__TASK__. Look through the records that follow. Copy every line containing the word "render".

__RECORDS FOR THIS TASK__.
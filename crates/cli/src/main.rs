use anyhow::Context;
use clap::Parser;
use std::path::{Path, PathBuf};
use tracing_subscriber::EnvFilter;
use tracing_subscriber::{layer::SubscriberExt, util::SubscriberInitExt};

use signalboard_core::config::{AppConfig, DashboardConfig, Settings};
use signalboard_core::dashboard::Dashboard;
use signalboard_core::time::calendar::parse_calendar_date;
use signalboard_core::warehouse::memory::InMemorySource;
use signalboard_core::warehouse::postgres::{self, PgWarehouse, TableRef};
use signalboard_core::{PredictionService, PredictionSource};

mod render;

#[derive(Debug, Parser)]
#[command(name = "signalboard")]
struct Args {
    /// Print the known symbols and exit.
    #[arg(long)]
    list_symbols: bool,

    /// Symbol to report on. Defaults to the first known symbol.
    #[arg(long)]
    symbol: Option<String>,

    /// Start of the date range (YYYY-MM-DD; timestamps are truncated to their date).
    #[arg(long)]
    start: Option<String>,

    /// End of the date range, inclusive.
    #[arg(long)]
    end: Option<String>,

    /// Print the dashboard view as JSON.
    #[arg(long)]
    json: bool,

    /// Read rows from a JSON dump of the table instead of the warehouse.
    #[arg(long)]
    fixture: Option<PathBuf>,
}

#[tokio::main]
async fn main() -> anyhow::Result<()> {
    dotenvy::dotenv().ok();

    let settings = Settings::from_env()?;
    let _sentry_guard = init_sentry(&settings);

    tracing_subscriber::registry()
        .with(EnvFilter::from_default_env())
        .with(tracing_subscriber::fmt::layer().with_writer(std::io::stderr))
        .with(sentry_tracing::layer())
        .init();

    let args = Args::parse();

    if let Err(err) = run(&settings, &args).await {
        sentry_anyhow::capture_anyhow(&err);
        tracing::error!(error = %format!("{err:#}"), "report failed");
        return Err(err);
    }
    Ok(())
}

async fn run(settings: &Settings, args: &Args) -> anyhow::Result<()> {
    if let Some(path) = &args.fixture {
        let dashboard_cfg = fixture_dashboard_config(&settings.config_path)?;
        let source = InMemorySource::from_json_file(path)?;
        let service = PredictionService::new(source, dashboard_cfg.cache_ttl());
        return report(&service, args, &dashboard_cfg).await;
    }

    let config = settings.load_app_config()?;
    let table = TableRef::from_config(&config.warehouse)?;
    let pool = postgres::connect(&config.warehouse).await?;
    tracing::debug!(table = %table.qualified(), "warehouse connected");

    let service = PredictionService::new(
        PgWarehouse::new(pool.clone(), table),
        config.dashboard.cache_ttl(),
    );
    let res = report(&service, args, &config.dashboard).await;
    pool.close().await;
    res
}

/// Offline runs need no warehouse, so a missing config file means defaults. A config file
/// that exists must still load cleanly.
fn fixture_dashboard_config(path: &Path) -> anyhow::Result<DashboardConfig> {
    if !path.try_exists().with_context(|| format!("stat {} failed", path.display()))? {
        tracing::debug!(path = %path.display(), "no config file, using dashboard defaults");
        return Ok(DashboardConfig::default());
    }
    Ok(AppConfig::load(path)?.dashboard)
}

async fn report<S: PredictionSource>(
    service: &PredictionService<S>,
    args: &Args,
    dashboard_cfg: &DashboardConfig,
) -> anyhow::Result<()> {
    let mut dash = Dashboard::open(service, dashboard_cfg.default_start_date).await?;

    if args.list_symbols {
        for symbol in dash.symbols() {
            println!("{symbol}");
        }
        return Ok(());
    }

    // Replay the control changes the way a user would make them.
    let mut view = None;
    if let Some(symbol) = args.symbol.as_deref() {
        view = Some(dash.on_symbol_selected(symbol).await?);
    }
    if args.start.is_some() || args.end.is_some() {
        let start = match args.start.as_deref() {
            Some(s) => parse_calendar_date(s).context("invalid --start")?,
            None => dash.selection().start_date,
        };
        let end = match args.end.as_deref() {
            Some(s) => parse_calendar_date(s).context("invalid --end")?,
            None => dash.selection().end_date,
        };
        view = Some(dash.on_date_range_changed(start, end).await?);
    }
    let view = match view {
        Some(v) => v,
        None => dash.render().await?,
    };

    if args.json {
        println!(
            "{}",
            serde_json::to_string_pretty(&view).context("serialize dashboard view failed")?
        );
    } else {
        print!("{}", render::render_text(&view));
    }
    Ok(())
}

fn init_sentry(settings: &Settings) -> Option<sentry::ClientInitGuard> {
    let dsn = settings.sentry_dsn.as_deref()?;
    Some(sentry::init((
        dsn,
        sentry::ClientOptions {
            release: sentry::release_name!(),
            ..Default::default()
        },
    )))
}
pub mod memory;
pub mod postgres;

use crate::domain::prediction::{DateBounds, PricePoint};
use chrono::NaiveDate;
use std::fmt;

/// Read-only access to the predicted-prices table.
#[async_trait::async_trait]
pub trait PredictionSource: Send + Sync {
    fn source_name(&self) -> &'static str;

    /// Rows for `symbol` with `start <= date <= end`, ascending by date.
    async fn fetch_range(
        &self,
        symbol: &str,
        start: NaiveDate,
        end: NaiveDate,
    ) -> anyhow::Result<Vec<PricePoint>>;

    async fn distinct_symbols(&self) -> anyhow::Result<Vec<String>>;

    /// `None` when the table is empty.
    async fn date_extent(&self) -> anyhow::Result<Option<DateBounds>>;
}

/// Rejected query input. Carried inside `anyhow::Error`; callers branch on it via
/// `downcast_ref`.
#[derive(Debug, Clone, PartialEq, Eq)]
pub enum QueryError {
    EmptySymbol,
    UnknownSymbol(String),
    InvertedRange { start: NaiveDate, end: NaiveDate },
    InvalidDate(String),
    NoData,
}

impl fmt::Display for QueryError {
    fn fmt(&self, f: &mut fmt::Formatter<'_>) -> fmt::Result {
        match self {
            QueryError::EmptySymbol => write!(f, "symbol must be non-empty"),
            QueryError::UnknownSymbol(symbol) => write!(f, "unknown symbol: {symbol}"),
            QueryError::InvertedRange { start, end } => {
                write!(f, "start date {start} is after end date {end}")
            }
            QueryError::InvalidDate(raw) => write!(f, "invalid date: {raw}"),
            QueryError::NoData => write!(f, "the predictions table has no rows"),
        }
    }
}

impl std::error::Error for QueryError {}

__EXPECTED ANSWER__.
mod render;
        None => dash.render().await?,
        print!("{}", render::render_text(&view));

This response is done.